- **Saved data entries**
_ _ _ _ _ _ _

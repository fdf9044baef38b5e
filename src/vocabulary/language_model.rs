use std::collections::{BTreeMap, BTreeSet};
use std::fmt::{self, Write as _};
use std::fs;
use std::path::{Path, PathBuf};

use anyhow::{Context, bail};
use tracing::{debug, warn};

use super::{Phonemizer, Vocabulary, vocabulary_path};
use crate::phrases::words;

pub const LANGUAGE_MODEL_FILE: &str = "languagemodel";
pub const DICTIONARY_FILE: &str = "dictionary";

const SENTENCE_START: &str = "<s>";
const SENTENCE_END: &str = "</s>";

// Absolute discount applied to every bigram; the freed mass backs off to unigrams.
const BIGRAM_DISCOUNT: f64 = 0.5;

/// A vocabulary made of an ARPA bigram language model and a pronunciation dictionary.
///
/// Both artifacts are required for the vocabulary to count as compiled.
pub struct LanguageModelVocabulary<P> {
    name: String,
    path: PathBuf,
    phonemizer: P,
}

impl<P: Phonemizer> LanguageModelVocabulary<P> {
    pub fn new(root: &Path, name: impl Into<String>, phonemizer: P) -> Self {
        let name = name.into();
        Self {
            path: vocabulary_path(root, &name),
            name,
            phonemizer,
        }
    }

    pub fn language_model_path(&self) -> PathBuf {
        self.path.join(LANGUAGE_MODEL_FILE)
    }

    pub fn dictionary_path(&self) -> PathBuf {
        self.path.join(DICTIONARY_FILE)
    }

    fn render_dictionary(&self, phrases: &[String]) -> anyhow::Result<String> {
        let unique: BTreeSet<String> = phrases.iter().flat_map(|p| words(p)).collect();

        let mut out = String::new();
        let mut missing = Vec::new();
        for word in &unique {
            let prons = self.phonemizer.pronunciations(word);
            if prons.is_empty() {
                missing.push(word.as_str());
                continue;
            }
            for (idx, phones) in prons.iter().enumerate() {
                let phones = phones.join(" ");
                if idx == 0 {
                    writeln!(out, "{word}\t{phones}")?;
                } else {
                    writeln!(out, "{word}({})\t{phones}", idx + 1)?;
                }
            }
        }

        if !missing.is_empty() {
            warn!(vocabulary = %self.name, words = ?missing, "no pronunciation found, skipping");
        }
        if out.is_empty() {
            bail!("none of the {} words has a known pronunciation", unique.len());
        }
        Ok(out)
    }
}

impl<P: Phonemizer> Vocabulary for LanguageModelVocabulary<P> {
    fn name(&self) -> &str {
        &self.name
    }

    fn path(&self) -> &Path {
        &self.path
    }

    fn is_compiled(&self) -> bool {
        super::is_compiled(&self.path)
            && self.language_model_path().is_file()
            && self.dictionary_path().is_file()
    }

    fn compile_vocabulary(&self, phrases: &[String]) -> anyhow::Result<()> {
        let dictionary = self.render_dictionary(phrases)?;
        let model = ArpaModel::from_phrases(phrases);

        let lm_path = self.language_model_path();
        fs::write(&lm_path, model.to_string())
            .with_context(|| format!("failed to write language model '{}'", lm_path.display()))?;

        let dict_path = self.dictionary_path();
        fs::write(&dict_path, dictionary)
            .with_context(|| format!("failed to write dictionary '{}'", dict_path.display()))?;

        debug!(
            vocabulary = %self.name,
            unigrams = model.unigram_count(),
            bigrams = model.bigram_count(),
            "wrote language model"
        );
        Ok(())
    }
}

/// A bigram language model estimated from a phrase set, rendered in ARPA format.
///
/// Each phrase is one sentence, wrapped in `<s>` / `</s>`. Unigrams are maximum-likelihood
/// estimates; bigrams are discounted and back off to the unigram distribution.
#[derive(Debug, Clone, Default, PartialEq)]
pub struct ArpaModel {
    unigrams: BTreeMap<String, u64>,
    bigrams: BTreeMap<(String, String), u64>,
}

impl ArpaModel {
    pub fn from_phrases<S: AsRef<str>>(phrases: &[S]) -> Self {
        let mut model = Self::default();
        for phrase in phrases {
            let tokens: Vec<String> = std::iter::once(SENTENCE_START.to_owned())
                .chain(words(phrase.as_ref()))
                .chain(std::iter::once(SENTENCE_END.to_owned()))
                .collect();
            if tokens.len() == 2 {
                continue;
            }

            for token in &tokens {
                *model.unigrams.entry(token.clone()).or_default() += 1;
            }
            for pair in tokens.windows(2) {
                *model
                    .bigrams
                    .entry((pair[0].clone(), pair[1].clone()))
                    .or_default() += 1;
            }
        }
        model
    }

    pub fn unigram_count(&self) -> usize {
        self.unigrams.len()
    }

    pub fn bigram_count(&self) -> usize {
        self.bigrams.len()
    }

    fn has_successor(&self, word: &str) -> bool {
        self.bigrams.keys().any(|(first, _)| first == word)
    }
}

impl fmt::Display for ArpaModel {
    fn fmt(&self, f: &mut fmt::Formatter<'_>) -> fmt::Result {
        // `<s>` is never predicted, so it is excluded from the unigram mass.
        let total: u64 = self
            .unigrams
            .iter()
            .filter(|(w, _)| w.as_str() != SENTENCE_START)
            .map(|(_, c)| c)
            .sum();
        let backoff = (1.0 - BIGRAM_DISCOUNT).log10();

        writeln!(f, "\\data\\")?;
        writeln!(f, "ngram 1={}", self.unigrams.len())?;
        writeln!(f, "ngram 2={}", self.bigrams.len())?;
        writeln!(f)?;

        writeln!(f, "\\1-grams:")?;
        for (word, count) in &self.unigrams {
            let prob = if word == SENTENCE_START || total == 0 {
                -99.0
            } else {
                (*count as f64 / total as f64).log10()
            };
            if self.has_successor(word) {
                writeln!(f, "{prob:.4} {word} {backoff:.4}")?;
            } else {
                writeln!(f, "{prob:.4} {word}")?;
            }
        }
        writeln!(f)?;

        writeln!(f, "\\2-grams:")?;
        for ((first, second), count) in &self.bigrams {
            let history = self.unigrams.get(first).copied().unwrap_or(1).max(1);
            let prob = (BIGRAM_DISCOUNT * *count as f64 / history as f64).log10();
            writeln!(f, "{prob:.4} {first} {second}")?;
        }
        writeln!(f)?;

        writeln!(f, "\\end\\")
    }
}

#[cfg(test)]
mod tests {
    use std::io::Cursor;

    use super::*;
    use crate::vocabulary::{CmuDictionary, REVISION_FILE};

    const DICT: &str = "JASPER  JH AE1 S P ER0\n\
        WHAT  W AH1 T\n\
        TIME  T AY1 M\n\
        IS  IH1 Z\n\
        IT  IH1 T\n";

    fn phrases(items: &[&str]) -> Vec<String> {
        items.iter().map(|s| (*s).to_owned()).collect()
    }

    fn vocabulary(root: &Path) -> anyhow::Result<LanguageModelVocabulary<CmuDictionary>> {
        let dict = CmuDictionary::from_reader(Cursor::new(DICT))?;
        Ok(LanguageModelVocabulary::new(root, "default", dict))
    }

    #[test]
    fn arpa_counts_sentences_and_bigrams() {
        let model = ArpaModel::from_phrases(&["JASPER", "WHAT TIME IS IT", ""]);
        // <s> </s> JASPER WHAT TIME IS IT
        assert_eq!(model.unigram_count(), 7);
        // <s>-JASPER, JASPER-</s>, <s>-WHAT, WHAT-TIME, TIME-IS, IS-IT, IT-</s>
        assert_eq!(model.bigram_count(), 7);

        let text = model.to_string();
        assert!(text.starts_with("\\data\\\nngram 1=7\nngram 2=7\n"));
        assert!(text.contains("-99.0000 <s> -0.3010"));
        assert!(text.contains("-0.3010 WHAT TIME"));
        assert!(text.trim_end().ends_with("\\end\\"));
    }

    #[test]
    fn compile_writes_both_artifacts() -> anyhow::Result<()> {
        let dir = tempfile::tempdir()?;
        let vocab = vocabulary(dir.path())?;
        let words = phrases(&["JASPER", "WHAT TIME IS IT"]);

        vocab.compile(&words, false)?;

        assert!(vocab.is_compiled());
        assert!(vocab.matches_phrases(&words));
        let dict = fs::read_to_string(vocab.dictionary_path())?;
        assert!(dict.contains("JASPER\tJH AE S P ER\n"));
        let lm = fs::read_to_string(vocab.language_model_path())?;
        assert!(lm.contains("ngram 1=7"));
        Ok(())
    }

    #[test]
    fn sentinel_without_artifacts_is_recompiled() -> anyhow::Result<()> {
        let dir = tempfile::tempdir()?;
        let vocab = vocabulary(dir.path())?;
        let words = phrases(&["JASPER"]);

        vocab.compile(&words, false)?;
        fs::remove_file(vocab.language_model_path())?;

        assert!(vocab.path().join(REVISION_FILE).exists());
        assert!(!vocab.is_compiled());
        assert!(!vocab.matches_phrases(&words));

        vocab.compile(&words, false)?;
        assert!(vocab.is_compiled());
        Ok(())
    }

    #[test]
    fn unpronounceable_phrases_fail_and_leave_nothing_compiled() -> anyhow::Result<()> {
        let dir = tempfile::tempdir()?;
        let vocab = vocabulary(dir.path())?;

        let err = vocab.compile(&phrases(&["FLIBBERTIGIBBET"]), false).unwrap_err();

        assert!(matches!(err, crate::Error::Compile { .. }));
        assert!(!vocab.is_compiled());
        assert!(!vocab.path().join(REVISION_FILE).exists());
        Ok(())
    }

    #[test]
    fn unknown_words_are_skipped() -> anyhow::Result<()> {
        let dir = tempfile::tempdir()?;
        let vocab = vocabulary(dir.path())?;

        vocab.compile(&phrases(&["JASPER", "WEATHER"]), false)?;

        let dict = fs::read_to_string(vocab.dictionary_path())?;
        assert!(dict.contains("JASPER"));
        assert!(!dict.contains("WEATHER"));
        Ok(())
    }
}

_ _ _ _ _ _ _

- **WORK TO BE COMPLETED**
The lines from the start of the entries above through the line containing "pub fn language_model_path(&self)" are the ones to return, please; copy them exactly and include both ends.

- **OUTPUT OF THE EXERCISE**
repository fdf9044baef38b5e
filename src/vocabulary/language_model.rs
use std::collections::{BTreeMap, BTreeSet};
use std::fmt::{self, Write as _};
use std::fs;
use std::path::{Path, PathBuf};

use anyhow::{Context, bail};
use tracing::{debug, warn};

use super::{Phonemizer, Vocabulary, vocabulary_path};
use crate::phrases::words;

pub const LANGUAGE_MODEL_FILE: &str = "languagemodel";
pub const DICTIONARY_FILE: &str = "dictionary";

const SENTENCE_START: &str = "<s>";
const SENTENCE_END: &str = "</s>";

// Absolute discount applied to every bigram; the freed mass backs off to unigrams.
const BIGRAM_DISCOUNT: f64 = 0.5;

/// A vocabulary made of an ARPA bigram language model and a pronunciation dictionary.
///
/// Both artifacts are required for the vocabulary to count as compiled.
pub struct LanguageModelVocabulary<P> {
    name: String,
    path: PathBuf,
    phonemizer: P,
}

impl<P: Phonemizer> LanguageModelVocabulary<P> {
    pub fn new(root: &Path, name: impl Into<String>, phonemizer: P) -> Self {
        let name = name.into();
        Self {
            path: vocabulary_path(root, &name),
            name,
            phonemizer,
        }
    }

    pub fn language_model_path(&self) -> PathBuf {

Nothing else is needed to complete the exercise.